Using the same actors as in Part One, Part Two displays a mostly strong lineup of talent. William Gaunt, who played a memorable Worcester in Part One, comes back as a daffy Shallow in Part Two, slightly tipsy and something of an old hippy with a bit of hallucinogen still in his system. This works until Dromgoole establishes a running joke by giving a sexual tinge to Shallow's frequent references to Falstaff's page (Oliver Coopersmith). Though the audience laughs, pedophiles are not funny, and this becomes a big distraction from this otherwise comical and emotionally pivotal scene (where Falstaff learns of Hal's ascension to the throne). Christopher Godwin moves from Northumberland to the role of Silence, and his is a preciously silly Silence indeed.

A revelatory performance is Joseph Timms as John of Lancaster, Hal's younger brother. Joyless, thankless, remorseless, he is certainly his father's son, and Timms uses the role's spartan verse to create a personality that's almost repulsive in its sterility. Unlike Part One with its lively, action-packed dialogues, Part Two is a wordy play full of long, mind-dulling speeches (even by Falstaff). The rebellion scenes are the worst, and even the best of actors can become drones in these moments, so it's a credit to Timms that he uses that quality of the verse to his character's advantage.

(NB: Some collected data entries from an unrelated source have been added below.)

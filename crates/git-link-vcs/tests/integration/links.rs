// Copyright 2026 Oxide Computer Company

//! End-to-end resolution of git links.

use crate::helpers::{commit_file, setup_git_repo};
use anyhow::Result;
use git_link::Reference;
use git_link_vcs::{Config, GitLinkError, GitLinks};
use std::fs;

fn links(temp: &camino::Utf8Path) -> Result<GitLinks> {
    Ok(GitLinks::new(Config::from_env()?.with_cache_root(temp.join("cache"))))
}

#[test]
fn test_file_link_at_revision() -> Result<()> {
    let temp = setup_git_repo()?;
    let links = links(temp.path())?;

    let file = temp.path().join("repo/docs/guide.md");
    let reference: Reference = format!("localhost:{file}::v1").parse()?;
    let path = links.resolve_from_file_path(&reference)?;

    assert_eq!(fs::read_to_string(&path)?, "# Guide v1\n");
    assert_eq!(path.file_name(), Some("guide.md"));

    Ok(())
}

#[test]
fn test_file_link_defaults_to_head() -> Result<()> {
    let temp = setup_git_repo()?;
    let links = links(temp.path())?;

    // Uncommitted edits in the working tree are not what the link shows.
    let file = temp.path().join("repo/docs/guide.md");
    fs::write(&file, "# Uncommitted\n")?;

    let reference: Reference = file.as_str().parse()?;
    let path = links.resolve_from_file_path(&reference)?;
    assert_eq!(fs::read_to_string(&path)?, "# Guide v2\n");

    Ok(())
}

#[test]
fn test_bare_link_matches_file_link() -> Result<()> {
    let temp = setup_git_repo()?;
    let links = links(temp.path())?;

    let git_dir = temp.path().join("repo/.git");
    let bare = links.resolve_and_open(&format!("{git_dir}::v2:docs/guide.md"))?;

    let file = temp.path().join("repo/docs/guide.md");
    let reference: Reference = format!("{file}::v2").parse()?;
    let from_file = links.resolve_from_file_path(&reference)?;

    assert_eq!(bare, from_file, "both forms name the same cache entry");

    Ok(())
}

#[test]
fn test_new_commit_gets_new_cache_entry() -> Result<()> {
    let temp = setup_git_repo()?;
    let links = links(temp.path())?;
    let file = temp.path().join("repo/docs/guide.md");
    let reference: Reference = file.as_str().parse()?;

    let before = links.resolve_from_file_path(&reference)?;
    commit_file(&temp.path().join("repo"), "docs/guide.md", "# Guide v3\n")?;
    let after = links.resolve_from_file_path(&reference)?;

    assert_ne!(before, after, "HEAD moved to different content");
    assert_eq!(fs::read_to_string(&before)?, "# Guide v2\n");
    assert_eq!(fs::read_to_string(&after)?, "# Guide v3\n");

    Ok(())
}

#[test]
fn test_bare_link_bad_revision() -> Result<()> {
    let temp = setup_git_repo()?;
    let links = links(temp.path())?;

    let git_dir = temp.path().join("repo/.git");
    let err = links
        .resolve_and_open(&format!("{git_dir}::v9:docs/guide.md"))
        .unwrap_err();
    assert!(
        err.vcs_error().is_some(),
        "should carry git's output, got {err:?}"
    );

    Ok(())
}

#[test]
fn test_current_branch_name_and_inside_repository() -> Result<()> {
    let temp = setup_git_repo()?;
    let links = links(temp.path())?;

    let git_dir = temp.path().join("repo/.git");
    assert_eq!(links.current_branch_name(&git_dir)?.as_deref(), Some("main"));
    assert!(links.is_inside_repository(&temp.path().join("repo/docs/new.md")));

    Ok(())
}

#[test]
fn test_file_link_remote_rejected() -> Result<()> {
    let temp = setup_git_repo()?;
    let links = links(temp.path())?;

    let file = temp.path().join("repo/docs/guide.md");
    let reference: Reference = format!("build-01:{file}::v1").parse()?;
    let err = links.resolve_from_file_path(&reference).unwrap_err();
    assert!(
        matches!(err, GitLinkError::UnsupportedAccessPoint { .. }),
        "got {err:?}"
    );
    assert!(!temp.path().join("cache").exists());

    Ok(())
}
// Copyright 2026 Oxide Computer Company

//! Integration tests for git-link-vcs, run against real git repositories.

mod helpers;
mod links;
mod materialize;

While Henry IV, Part One, stands alone as a great play, Henry IV, Part Two, needs its antecedent to merit watching. It has its rewards in Henry IV's great speech that "uneasy lies the head that wears the crown," in the introduction of Pistol (played here by Sam Crane), in the Gloucestershire scenes, and, of course, in Falstaff. Shakespeare's Globe's production has further worth in showing us how Hal becomes Henry V. As Dromgoole shapes it and Parker plays it, that's a story worth continuing, even without Falstaff.